• ASSIGNED TASK: List all lines in the material below that contain "bytes".

• SOURCE DATA:
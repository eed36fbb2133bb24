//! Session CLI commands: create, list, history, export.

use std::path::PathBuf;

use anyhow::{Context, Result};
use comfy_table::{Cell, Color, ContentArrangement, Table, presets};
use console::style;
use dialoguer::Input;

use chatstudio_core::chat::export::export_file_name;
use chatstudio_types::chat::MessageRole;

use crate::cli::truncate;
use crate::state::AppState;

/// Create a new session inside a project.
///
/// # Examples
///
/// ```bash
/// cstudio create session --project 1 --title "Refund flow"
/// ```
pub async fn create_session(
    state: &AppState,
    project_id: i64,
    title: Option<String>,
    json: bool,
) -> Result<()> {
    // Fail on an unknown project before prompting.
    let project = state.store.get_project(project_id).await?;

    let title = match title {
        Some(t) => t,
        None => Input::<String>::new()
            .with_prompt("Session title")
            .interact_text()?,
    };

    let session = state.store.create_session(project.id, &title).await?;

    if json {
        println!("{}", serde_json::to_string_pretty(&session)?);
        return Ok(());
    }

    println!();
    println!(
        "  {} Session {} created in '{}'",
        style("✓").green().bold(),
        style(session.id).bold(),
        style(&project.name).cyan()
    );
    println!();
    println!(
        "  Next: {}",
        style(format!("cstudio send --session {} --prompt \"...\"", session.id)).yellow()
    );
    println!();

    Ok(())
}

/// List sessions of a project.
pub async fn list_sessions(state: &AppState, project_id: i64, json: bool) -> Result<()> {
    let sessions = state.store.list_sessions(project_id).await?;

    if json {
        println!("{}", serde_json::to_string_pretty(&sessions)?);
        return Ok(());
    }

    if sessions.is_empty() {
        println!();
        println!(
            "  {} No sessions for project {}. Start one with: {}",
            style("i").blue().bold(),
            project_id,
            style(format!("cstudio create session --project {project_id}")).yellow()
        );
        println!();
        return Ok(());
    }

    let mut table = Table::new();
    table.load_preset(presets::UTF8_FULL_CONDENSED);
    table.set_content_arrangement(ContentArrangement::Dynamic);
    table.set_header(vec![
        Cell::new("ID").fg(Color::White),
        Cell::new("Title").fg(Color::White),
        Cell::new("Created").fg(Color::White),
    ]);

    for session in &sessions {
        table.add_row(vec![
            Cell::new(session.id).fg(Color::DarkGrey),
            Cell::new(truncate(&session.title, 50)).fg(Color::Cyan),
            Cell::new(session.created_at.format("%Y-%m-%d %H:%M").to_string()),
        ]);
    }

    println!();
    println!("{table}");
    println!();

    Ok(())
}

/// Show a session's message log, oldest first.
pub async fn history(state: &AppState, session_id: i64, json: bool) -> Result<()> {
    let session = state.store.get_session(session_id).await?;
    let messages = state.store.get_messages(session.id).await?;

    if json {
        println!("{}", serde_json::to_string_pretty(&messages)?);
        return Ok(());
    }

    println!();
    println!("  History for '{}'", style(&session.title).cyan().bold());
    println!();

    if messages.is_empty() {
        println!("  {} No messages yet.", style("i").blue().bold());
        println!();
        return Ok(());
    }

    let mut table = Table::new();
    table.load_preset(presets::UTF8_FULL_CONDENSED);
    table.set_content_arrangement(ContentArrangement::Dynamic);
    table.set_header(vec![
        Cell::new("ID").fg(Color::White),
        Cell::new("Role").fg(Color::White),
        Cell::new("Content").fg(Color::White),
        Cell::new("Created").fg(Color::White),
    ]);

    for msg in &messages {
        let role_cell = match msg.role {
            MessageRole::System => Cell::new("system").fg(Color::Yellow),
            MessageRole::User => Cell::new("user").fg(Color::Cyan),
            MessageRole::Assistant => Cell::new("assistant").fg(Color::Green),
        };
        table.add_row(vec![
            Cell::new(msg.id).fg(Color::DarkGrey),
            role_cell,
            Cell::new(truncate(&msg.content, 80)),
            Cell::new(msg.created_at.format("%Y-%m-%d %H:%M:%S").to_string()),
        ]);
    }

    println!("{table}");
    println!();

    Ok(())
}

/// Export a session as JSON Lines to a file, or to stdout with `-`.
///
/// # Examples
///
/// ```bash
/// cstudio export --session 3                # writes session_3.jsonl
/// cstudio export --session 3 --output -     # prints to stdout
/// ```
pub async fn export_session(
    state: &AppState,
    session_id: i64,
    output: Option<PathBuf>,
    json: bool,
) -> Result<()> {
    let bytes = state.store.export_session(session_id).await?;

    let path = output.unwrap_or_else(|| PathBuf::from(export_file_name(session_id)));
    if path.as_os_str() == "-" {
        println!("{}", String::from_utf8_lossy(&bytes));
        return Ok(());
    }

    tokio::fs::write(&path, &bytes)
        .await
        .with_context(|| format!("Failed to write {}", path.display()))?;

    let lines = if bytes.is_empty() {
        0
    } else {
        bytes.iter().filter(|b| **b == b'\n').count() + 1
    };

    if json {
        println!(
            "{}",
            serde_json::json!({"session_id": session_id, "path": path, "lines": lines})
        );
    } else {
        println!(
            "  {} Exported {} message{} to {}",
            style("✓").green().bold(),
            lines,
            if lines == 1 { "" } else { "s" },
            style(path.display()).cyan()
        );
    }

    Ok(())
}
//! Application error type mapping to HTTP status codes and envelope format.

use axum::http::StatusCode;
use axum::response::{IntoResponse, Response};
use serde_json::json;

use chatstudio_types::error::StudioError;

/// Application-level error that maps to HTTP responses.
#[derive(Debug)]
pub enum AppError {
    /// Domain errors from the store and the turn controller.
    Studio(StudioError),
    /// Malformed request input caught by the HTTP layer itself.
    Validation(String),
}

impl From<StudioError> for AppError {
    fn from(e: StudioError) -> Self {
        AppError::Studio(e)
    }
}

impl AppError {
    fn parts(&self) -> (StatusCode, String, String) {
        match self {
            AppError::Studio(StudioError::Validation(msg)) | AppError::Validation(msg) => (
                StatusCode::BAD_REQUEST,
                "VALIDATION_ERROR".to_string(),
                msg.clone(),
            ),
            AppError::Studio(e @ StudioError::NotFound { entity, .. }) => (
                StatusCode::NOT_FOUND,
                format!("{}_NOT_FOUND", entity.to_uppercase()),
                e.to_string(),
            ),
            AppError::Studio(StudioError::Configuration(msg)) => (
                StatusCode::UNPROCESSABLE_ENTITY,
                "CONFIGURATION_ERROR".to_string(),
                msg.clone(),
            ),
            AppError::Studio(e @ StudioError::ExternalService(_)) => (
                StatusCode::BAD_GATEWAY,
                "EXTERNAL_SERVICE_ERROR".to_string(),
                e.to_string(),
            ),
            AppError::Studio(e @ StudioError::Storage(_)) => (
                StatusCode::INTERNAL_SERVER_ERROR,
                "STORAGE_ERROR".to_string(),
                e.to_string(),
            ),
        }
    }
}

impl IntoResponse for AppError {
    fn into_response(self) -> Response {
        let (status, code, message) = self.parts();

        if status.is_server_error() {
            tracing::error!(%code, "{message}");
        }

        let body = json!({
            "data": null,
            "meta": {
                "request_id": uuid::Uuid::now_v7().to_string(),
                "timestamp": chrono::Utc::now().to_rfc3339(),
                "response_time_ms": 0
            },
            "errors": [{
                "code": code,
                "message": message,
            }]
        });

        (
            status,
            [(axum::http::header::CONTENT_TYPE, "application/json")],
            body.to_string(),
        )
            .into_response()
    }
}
* * *
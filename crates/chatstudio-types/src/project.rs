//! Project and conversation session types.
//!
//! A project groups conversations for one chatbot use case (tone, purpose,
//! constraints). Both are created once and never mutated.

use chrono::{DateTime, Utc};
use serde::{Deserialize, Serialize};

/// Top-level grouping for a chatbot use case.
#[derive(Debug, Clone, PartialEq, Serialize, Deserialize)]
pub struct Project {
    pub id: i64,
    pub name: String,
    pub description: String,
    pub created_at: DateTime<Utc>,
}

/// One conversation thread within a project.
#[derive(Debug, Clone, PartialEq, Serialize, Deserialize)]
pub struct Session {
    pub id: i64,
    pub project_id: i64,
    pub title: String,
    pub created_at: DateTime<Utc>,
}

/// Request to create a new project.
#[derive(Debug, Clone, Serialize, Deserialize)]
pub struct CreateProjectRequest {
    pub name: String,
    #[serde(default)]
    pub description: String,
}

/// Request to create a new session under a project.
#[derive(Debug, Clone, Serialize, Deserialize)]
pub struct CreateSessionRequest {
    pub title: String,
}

• RESULT FOR THIS TASK:
    let bytes = state.store.export_session(session_id).await?;
        println!("{}", String::from_utf8_lossy(&bytes));
    tokio::fs::write(&path, &bytes)
    let lines = if bytes.is_empty() {
        bytes.iter().filter(|b| **b == b'\n').count() + 1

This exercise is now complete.